--- START ---
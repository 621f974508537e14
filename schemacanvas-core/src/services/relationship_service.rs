use chrono::Utc;
use sea_orm::{
    ActiveModelTrait, ColumnTrait, ConnectionTrait, DatabaseConnection, EntityTrait, QueryFilter,
    QueryOrder, TransactionTrait,
};
use tracing::{debug, info};

use crate::auth::Actor;
use crate::common::{new_id, with_retry, RetryPolicy};
use crate::database::entities::{columns, relationships, tables};
use crate::errors::{SchemaError, SchemaResult};
use crate::graph_patch::{EntityChange, EntityRef, GraphChanges, GraphPatch};
use crate::graph_types::{
    GraphEntities, NewRelationship, RelationType, RelationshipRecord, RelationshipTypeUpdate,
};
use crate::services::authorization::{AuthorizationService, Capability};
use crate::services::undo_service::UndoService;

pub struct RelationshipService {
    db: DatabaseConnection,
    auth: AuthorizationService,
    retry: RetryPolicy,
}

impl RelationshipService {
    pub fn new(db: DatabaseConnection, auth: AuthorizationService, retry: RetryPolicy) -> Self {
        Self { db, auth, retry }
    }

    pub async fn create_relationship(
        &self,
        actor: &Actor,
        input: &NewRelationship,
    ) -> SchemaResult<RelationshipRecord> {
        with_retry(&self.retry, "create relationship", move || {
            self.create_relationship_once(actor, input)
        })
        .await
    }

    async fn create_relationship_once(
        &self,
        actor: &Actor,
        input: &NewRelationship,
    ) -> SchemaResult<RelationshipRecord> {
        let txn = self.db.begin().await?;
        let authorized = self
            .auth
            .authorize(&txn, actor, &input.project_id, Capability::Write)
            .await?;

        let relationship = RelationshipRecord {
            id: new_id(),
            project_id: input.project_id.clone(),
            source_table_id: input.source_table_id.clone(),
            source_column_id: input.source_column_id.clone(),
            target_table_id: input.target_table_id.clone(),
            target_column_id: input.target_column_id.clone(),
            relation_type: input.relation_type,
            junction_table_id: input.junction_table_id.clone(),
            created_at: Utc::now(),
        };
        validate_relationship(&txn, &relationship).await?;
        relationship.to_active_model().insert(&txn).await?;

        UndoService::record(
            &txn,
            &input.project_id,
            &authorized.user_id,
            "relationship.create",
            &GraphPatch::removing(vec![EntityRef::Relationship(relationship.id.clone())]),
            &GraphPatch::upserting(GraphEntities {
                relationships: vec![relationship.clone()],
                ..Default::default()
            }),
        )
        .await?;
        txn.commit().await?;

        info!(
            "Created {} relationship {} from column {} to column {}",
            relationship.relation_type,
            relationship.id,
            relationship.source_column_id,
            relationship.target_column_id
        );
        Ok(relationship)
    }

    /// Change the cardinality; the junction rule applies to the new type
    pub async fn update_relationship_type(
        &self,
        actor: &Actor,
        id: &str,
        relation_type: RelationType,
        junction_table_id: Option<&str>,
    ) -> SchemaResult<RelationshipRecord> {
        with_retry(&self.retry, "update relationship", move || {
            self.update_relationship_type_once(actor, id, relation_type, junction_table_id)
        })
        .await
    }

    async fn update_relationship_type_once(
        &self,
        actor: &Actor,
        id: &str,
        relation_type: RelationType,
        junction_table_id: Option<&str>,
    ) -> SchemaResult<RelationshipRecord> {
        let txn = self.db.begin().await?;
        let (existing, authorized) = self
            .auth
            .authorize_relationship(&txn, actor, id, Capability::Write)
            .await?;
        let before = RelationshipRecord::try_from(existing)?;
        let after = apply_relationship_type_update(
            &txn,
            &before,
            &RelationshipTypeUpdate {
                relation_type,
                junction_table_id: junction_table_id.map(str::to_string),
            },
        )
        .await?;

        let changes = |relationship: &RelationshipRecord| {
            GraphPatch::changing(GraphChanges {
                relationships: vec![EntityChange::new(
                    id,
                    RelationshipTypeUpdate::from(relationship),
                )],
                ..Default::default()
            })
        };
        UndoService::record(
            &txn,
            authorized.project_id(),
            &authorized.user_id,
            "relationship.update",
            &changes(&before),
            &changes(&after),
        )
        .await?;
        txn.commit().await?;

        info!("Relationship {} is now {}", id, after.relation_type);
        Ok(after)
    }

    pub async fn delete_relationship(&self, actor: &Actor, id: &str) -> SchemaResult<()> {
        with_retry(&self.retry, "delete relationship", move || {
            self.delete_relationship_once(actor, id)
        })
        .await
    }

    async fn delete_relationship_once(&self, actor: &Actor, id: &str) -> SchemaResult<()> {
        let txn = self.db.begin().await?;
        let (existing, authorized) = self
            .auth
            .authorize_relationship(&txn, actor, id, Capability::Write)
            .await?;
        let removed = RelationshipRecord::try_from(existing)?;

        relationships::Entity::delete_by_id(id).exec(&txn).await?;

        UndoService::record(
            &txn,
            authorized.project_id(),
            &authorized.user_id,
            "relationship.delete",
            &GraphPatch::upserting(GraphEntities {
                relationships: vec![removed],
                ..Default::default()
            }),
            &GraphPatch::removing(vec![EntityRef::Relationship(id.to_string())]),
        )
        .await?;
        txn.commit().await?;

        info!("Deleted relationship {}", id);
        Ok(())
    }

    pub async fn list_relationships(
        &self,
        actor: &Actor,
        project_id: &str,
    ) -> SchemaResult<Vec<RelationshipRecord>> {
        if self
            .auth
            .authorize_read(&self.db, actor, project_id)
            .await?
            .is_none()
        {
            return Ok(Vec::new());
        }

        relationships::Entity::find()
            .filter(relationships::Column::ProjectId.eq(project_id))
            .order_by_asc(relationships::Column::CreatedAt)
            .order_by_asc(relationships::Column::Id)
            .all(&self.db)
            .await?
            .into_iter()
            .map(RelationshipRecord::try_from)
            .collect()
    }
}

/// Change cardinality and junction table together, under the junction rule
pub(crate) async fn apply_relationship_type_update<C: ConnectionTrait>(
    conn: &C,
    current: &RelationshipRecord,
    update: &RelationshipTypeUpdate,
) -> SchemaResult<RelationshipRecord> {
    let after = RelationshipRecord {
        relation_type: update.relation_type,
        junction_table_id: update.junction_table_id.clone(),
        ..current.clone()
    };
    validate_relationship(conn, &after).await?;
    after.to_active_model().update(conn).await?;
    Ok(after)
}

/// Check a relationship against the live graph
///
/// The junction rule is checked first, then that each column exists and
/// belongs to the stated table, then that every table is in the
/// relationship's project.
pub(crate) async fn validate_relationship<C: ConnectionTrait>(
    conn: &C,
    relationship: &RelationshipRecord,
) -> SchemaResult<()> {
    match (
        relationship.relation_type.requires_junction(),
        &relationship.junction_table_id,
    ) {
        (true, None) => {
            return Err(SchemaError::invalid(
                "many-to-many relationship requires a junction table",
            ))
        }
        (false, Some(_)) => {
            return Err(SchemaError::invalid(format!(
                "{} relationship cannot have a junction table",
                relationship.relation_type
            )))
        }
        _ => {}
    }

    validate_endpoint(
        conn,
        &relationship.project_id,
        &relationship.source_table_id,
        &relationship.source_column_id,
    )
    .await?;
    validate_endpoint(
        conn,
        &relationship.project_id,
        &relationship.target_table_id,
        &relationship.target_column_id,
    )
    .await?;

    if let Some(junction_table_id) = &relationship.junction_table_id {
        let junction = tables::Entity::find_by_id(junction_table_id.as_str())
            .one(conn)
            .await?
            .ok_or_else(|| SchemaError::not_found("table", junction_table_id.as_str()))?;
        if junction.project_id != relationship.project_id {
            return Err(SchemaError::invalid(format!(
                "junction table {} is not part of project {}",
                junction_table_id, relationship.project_id
            )));
        }
    }

    debug!("Relationship {} passed validation", relationship.id);
    Ok(())
}

async fn validate_endpoint<C: ConnectionTrait>(
    conn: &C,
    project_id: &str,
    table_id: &str,
    column_id: &str,
) -> SchemaResult<()> {
    let column = columns::Entity::find_by_id(column_id)
        .one(conn)
        .await?
        .ok_or_else(|| SchemaError::not_found("column", column_id))?;
    if column.table_id != table_id {
        return Err(SchemaError::invalid(format!(
            "column {} does not belong to table {}",
            column_id, table_id
        )));
    }

    let table = tables::Entity::find_by_id(table_id)
        .one(conn)
        .await?
        .ok_or_else(|| SchemaError::not_found("table", table_id))?;
    if table.project_id != project_id {
        return Err(SchemaError::invalid(format!(
            "table {} is not part of project {}",
            table_id, project_id
        )));
    }
    Ok(())
}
--- END ---
* TASK DETAILS
What lines in the entries contain "crate"? Report each one by copying it.

* TASK OUTPUT
use crate::auth::Actor;
use crate::common::{new_id, with_retry, RetryPolicy};
use crate::database::entities::{columns, relationships, tables};
use crate::errors::{SchemaError, SchemaResult};
use crate::graph_patch::{EntityChange, EntityRef, GraphChanges, GraphPatch};
use crate::graph_types::{
use crate::services::authorization::{AuthorizationService, Capability};
use crate::services::undo_service::UndoService;
pub(crate) async fn apply_relationship_type_update<C: ConnectionTrait>(
pub(crate) async fn validate_relationship<C: ConnectionTrait>(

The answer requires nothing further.